------ Record excerpts ------

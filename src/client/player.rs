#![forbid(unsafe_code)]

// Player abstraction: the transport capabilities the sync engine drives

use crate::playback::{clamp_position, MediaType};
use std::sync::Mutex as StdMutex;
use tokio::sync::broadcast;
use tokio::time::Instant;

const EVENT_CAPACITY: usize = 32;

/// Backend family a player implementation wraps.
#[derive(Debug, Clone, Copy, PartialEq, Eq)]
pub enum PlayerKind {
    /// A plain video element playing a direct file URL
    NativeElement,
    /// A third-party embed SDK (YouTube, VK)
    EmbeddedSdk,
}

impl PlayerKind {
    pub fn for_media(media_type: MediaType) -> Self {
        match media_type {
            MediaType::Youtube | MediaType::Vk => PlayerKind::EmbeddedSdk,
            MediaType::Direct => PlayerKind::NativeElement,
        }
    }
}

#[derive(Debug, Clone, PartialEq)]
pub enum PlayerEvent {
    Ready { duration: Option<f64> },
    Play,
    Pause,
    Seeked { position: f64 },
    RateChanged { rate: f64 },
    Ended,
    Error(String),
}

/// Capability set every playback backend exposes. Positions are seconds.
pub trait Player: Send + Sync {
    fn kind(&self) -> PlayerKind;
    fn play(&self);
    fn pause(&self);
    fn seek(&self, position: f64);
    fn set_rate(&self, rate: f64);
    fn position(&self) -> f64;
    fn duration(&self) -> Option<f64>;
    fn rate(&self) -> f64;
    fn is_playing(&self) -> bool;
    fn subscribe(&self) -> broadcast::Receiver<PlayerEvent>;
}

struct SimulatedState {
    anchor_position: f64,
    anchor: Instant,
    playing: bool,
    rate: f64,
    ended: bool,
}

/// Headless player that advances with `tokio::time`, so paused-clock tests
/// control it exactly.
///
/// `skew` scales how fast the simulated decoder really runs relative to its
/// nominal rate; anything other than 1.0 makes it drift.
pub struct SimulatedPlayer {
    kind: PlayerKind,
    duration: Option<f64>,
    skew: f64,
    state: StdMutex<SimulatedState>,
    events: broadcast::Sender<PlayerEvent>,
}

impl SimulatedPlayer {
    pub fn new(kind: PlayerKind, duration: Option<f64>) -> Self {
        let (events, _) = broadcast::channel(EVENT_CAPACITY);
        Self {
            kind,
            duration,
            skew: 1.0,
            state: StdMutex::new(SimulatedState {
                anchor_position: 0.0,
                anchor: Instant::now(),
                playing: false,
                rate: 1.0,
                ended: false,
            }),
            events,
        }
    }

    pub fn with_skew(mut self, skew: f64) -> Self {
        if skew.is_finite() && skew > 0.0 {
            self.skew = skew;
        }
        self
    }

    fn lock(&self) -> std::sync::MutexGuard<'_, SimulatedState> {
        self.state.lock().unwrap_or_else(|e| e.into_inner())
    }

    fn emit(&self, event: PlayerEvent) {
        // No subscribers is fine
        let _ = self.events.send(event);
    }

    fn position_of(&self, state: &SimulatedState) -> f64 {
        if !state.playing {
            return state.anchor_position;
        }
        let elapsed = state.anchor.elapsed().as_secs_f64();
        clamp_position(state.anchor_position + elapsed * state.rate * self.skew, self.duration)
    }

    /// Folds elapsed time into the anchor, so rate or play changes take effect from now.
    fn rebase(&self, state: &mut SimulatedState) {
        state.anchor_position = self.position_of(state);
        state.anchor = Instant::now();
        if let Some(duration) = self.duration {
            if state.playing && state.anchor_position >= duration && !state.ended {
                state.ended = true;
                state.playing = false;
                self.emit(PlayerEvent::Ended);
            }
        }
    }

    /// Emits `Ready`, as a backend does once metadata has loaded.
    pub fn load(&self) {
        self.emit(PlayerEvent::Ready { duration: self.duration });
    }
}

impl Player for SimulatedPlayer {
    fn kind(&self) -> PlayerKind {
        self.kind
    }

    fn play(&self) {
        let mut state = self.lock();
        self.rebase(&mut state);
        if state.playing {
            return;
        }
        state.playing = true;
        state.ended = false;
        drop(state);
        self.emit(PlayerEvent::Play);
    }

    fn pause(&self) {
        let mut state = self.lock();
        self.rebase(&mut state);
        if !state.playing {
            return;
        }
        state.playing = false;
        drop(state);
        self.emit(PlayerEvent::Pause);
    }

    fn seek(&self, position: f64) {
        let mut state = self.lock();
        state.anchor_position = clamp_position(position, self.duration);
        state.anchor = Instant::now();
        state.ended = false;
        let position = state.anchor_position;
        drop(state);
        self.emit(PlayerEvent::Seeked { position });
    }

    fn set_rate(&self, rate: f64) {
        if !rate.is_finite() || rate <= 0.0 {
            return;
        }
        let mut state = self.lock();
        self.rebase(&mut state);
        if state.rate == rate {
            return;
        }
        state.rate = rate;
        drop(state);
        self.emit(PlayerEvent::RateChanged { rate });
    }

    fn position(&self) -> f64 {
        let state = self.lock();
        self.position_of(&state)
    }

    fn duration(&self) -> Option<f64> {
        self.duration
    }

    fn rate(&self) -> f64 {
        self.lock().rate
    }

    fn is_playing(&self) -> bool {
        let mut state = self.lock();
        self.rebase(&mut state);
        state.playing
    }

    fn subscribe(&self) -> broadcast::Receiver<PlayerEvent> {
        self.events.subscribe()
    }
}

------

§ **What the exercise asks**
What is wanted is the line containing "if state.rate == rate" and every line after it through the last line of the entries, printed exactly.

§ **Your response**
        if state.rate == rate {
            return;
        }
        state.rate = rate;
        drop(state);
        self.emit(PlayerEvent::RateChanged { rate });
    }

    fn position(&self) -> f64 {
        let state = self.lock();
        self.position_of(&state)
    }

    fn duration(&self) -> Option<f64> {
        self.duration
    }

    fn rate(&self) -> f64 {
        self.lock().rate
    }

    fn is_playing(&self) -> bool {
        let mut state = self.lock();
        self.rebase(&mut state);
        state.playing
    }

    fn subscribe(&self) -> broadcast::Receiver<PlayerEvent> {
        self.events.subscribe()
    }
}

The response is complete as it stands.